Representante da Associação dos Pacientes Portadores de Doença de Chagas de Pernambuco, Joanda Gomes afirma que a doença é negligenciada porque “é uma doença de pobre”.
“Não é uma doença que seja lembrada, ela é negligenciada porque é uma doença da pobreza. O pobre continua lá, na sua casinha de pau-a-pique sem poder fazer uma alvenaria, um bom reboco, e outros sem ter nem o que comer. A associação tem mais de 30 anos, onde a gente fala com os outros e pode conversar com o médico diretamente. Sou tratada como gente, de corpo e alma, sou tratada como pessoa, como Joanda, e não como uma doença”.

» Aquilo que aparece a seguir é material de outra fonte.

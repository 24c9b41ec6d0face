//! Rotation helpers in the capture device's conventions.
//!
//! The device transmits rotations as Euler angles in degrees and composes
//! them in Y·X·Z order (heading, then attitude, then bank), matching the
//! engine it was built against. All quaternion work in this crate goes
//! through [`euler_deg`] so the convention lives in exactly one place.

use nalgebra::{UnitQuaternion, Vector3};

/// Quaternion for a device-convention Euler rotation given in degrees.
///
/// Composition order is `Qy × Qx × Qz`.
pub fn euler_deg(angles: Vector3<f32>) -> UnitQuaternion<f32> {
    let qx = UnitQuaternion::from_axis_angle(&Vector3::x_axis(), angles.x.to_radians());
    let qy = UnitQuaternion::from_axis_angle(&Vector3::y_axis(), angles.y.to_radians());
    let qz = UnitQuaternion::from_axis_angle(&Vector3::z_axis(), angles.z.to_radians());
    qy * qx * qz
}

/// Whether every component of the vector is a finite number.
///
/// Capture hardware occasionally emits NaN or infinity for a glitching
/// sensor; such samples are rejected per bone rather than per frame.
pub fn is_finite(v: &Vector3<f32>) -> bool {
    v.x.is_finite() && v.y.is_finite() && v.z.is_finite()
}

No Simpósio também foram apresentadas experiências de sucesso no cuidado da doença, como a notificação compulsória da doença de Chagas na fase crônica em Goiás; o ambulatório Casa de Chagas do Pronto-Socorro Cardiológico Universitário de Pernambuco; e o Laboratório de Pesquisa Clínica em doença de Chagas do INI/Fiocruz.

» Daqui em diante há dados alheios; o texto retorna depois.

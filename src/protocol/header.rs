//! Wire frame header parsing.
//!
//! Every motion frame on the wire starts with a fixed 64-byte packed header
//! followed by `value_count` little-endian IEEE-754 32-bit floats.
//!
//! # Wire Layout
//!
//! The header is packed with no alignment padding:
//!
//! ```text
//! offset  size  field
//!  0      2     start_token        (0xDDFF)
//!  2      4     version            (build, revision, minor, major — one byte each)
//!  6      2     value_count        (number of floats following the header)
//!  8      1     with_displacement  (0 or 1)
//!  9      1     with_reference     (0 or 1)
//! 10      4     actor_index
//! 14     32     actor_name         (NUL-padded)
//! 46      4     frame_index
//! 50     12     reserved           (3 × u32)
//! 62      2     end_token          (0xEEFF)
//! ```
//!
//! Because the header embeds a character array it is parsed field by field
//! from explicit little-endian slices rather than transmuted, keeping the
//! codec free of `unsafe`.
//!
//! # Payload Layout
//!
//! The float array holds `(bone_count + 1) × 6` values at most:
//! an optional 6-value reference block, then per-bone blocks in wire bone
//! order. With displacement enabled every bone carries position + rotation
//! (6 values); without it only the root carries its position and all other
//! bones are rotation-only (3 values).

use serde::{Deserialize, Serialize};

use crate::bones::Bone;
use crate::{MocapError, Result};

/// Package start token.
pub const START_TOKEN: u16 = 0xDDFF;

/// Package end token.
pub const END_TOKEN: u16 = 0xEEFF;

/// Size of the packed wire header in bytes.
pub const HEADER_SIZE: usize = 64;

/// Size of the embedded actor name field in bytes.
pub const ACTOR_NAME_LEN: usize = 32;

/// Upper bound on `value_count` for any flag combination:
/// one optional reference block plus one full block per bone.
pub const MAX_VALUE_COUNT: usize = (Bone::COUNT + 1) * 6;

/// Protocol data-format version, e.g. 1.1.0.0.
#[derive(Debug, Clone, Copy, PartialEq, Eq, Serialize, Deserialize)]
pub struct DataVersion {
    pub build: u8,
    pub revision: u8,
    pub minor: u8,
    pub major: u8,
}

impl std::fmt::Display for DataVersion {
    fn fmt(&self, f: &mut std::fmt::Formatter<'_>) -> std::fmt::Result {
        write!(f, "{}.{}.{}.{}", self.major, self.minor, self.revision, self.build)
    }
}

/// Decoded frame header.
#[derive(Debug, Clone, PartialEq, Serialize, Deserialize)]
pub struct FrameHeader {
    /// Data-format version advertised by the sender.
    pub version: DataVersion,
    /// Number of floats following the header.
    pub value_count: u16,
    /// Whether per-bone position blocks are present.
    pub with_displacement: bool,
    /// Whether a leading 6-value reference block is present.
    pub with_reference: bool,
    /// Performer index this frame belongs to.
    pub actor_index: u32,
    /// Performer name, NUL-trimmed.
    pub actor_name: String,
    /// Monotonic frame counter from the sender.
    pub frame_index: u32,
}

impl Default for FrameHeader {
    fn default() -> Self {
        Self {
            version: DataVersion { build: 0, revision: 0, minor: 1, major: 1 },
            value_count: 0,
            with_displacement: false,
            with_reference: false,
            actor_index: 0,
            actor_name: String::new(),
            frame_index: 0,
        }
    }
}

impl FrameHeader {
    /// Parse and validate a header from raw bytes.
    pub fn parse(bytes: &[u8]) -> Result<Self> {
        if bytes.len() < HEADER_SIZE {
            return Err(MocapError::malformed_header(format!(
                "header needs {HEADER_SIZE} bytes, have {}",
                bytes.len()
            )));
        }

        let start_token = u16::from_le_bytes([bytes[0], bytes[1]]);
        if start_token != START_TOKEN {
            return Err(MocapError::malformed_header(format!(
                "bad start token {start_token:#06x}, expected {START_TOKEN:#06x}"
            )));
        }

        let end_token = u16::from_le_bytes([bytes[62], bytes[63]]);
        if end_token != END_TOKEN {
            return Err(MocapError::malformed_header(format!(
                "bad end token {end_token:#06x}, expected {END_TOKEN:#06x}"
            )));
        }

        let name_bytes = &bytes[14..14 + ACTOR_NAME_LEN];
        let name_end = name_bytes.iter().position(|&b| b == 0).unwrap_or(ACTOR_NAME_LEN);
        let actor_name = String::from_utf8_lossy(&name_bytes[..name_end]).into_owned();

        let header = Self {
            version: DataVersion {
                build: bytes[2],
                revision: bytes[3],
                minor: bytes[4],
                major: bytes[5],
            },
            value_count: u16::from_le_bytes([bytes[6], bytes[7]]),
            with_displacement: bytes[8] != 0,
            with_reference: bytes[9] != 0,
            actor_index: u32::from_le_bytes([bytes[10], bytes[11], bytes[12], bytes[13]]),
            actor_name,
            frame_index: u32::from_le_bytes([bytes[46], bytes[47], bytes[48], bytes[49]]),
        };

        header.validate()?;
        Ok(header)
    }

    /// Validate internal consistency of the header fields.
    ///
    /// The declared value count must not exceed the maximum implied by the
    /// bone count and flag combination; frames claiming more data than the
    /// layout allows are rejected rather than clamped so the previous actor
    /// frame stays intact.
    pub fn validate(&self) -> Result<()> {
        let max = self.max_value_count();
        if self.value_count as usize > max {
            return Err(MocapError::malformed_header(format!(
                "value_count {} exceeds layout maximum {} (displacement={}, reference={})",
                self.value_count, max, self.with_displacement, self.with_reference
            )));
        }
        Ok(())
    }

    /// Maximum value count implied by the bone count and this header's flags.
    pub fn max_value_count(&self) -> usize {
        let reference = if self.with_reference { 6 } else { 0 };
        let bones = if self.with_displacement {
            Bone::COUNT * 6
        } else {
            // Root position + root rotation, remaining bones rotation-only.
            6 + (Bone::COUNT - 1) * 3
        };
        reference + bones
    }

    /// Encode this header into its packed 64-byte wire form.
    ///
    /// Reserved words are written as zero; actor names longer than the wire
    /// field are truncated.
    pub fn encode(&self) -> [u8; HEADER_SIZE] {
        let mut out = [0u8; HEADER_SIZE];
        out[0..2].copy_from_slice(&START_TOKEN.to_le_bytes());
        out[2] = self.version.build;
        out[3] = self.version.revision;
        out[4] = self.version.minor;
        out[5] = self.version.major;
        out[6..8].copy_from_slice(&self.value_count.to_le_bytes());
        out[8] = self.with_displacement as u8;
        out[9] = self.with_reference as u8;
        out[10..14].copy_from_slice(&self.actor_index.to_le_bytes());
        let name = self.actor_name.as_bytes();
        let n = name.len().min(ACTOR_NAME_LEN);
        out[14..14 + n].copy_from_slice(&name[..n]);
        out[46..50].copy_from_slice(&self.frame_index.to_le_bytes());
        out[62..64].copy_from_slice(&END_TOKEN.to_le_bytes());
        out
    }
}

A coordenadora técnica do guia para cuidado crônico para doenças infecciosas negligenciadas da Organização Panamericana da Saúde (Opas), Linda Lehman, apresentou o guia Chronic Care for Neglected Infectious Diseases: Leprosy/Hansen’s Disease, Lymphatic Filariasis, Trachoma, and Chagas Disease (Cuidado crônico para doenças infecciosas negligenciadas: hanseníase, filariose linfática, tracoma e doença de Chagas, em português), disponível apenas em inglês. Os participantes do evento pediram que o documento seja traduzido para português e espanhol.
A doença de Chagas ocorre nas formas aguda, que pode ser assintomática; crônica, que aparece com sintomas anos ou décadas após a infecção; e congênita, quando a infecção passa da mãe para o filho ou filha durante a gestação. Ela existe na forma cardíaca, que se caracteriza por cardiomiopatia dilatada associada com miocardite, fibrose e disfunção cardíaca; ou a forma gastro-intestinal, que pode resultar em mega-cólon e/ou mega-esôfago. Há também a forma mista da doença, com sintomas das duas formas associados.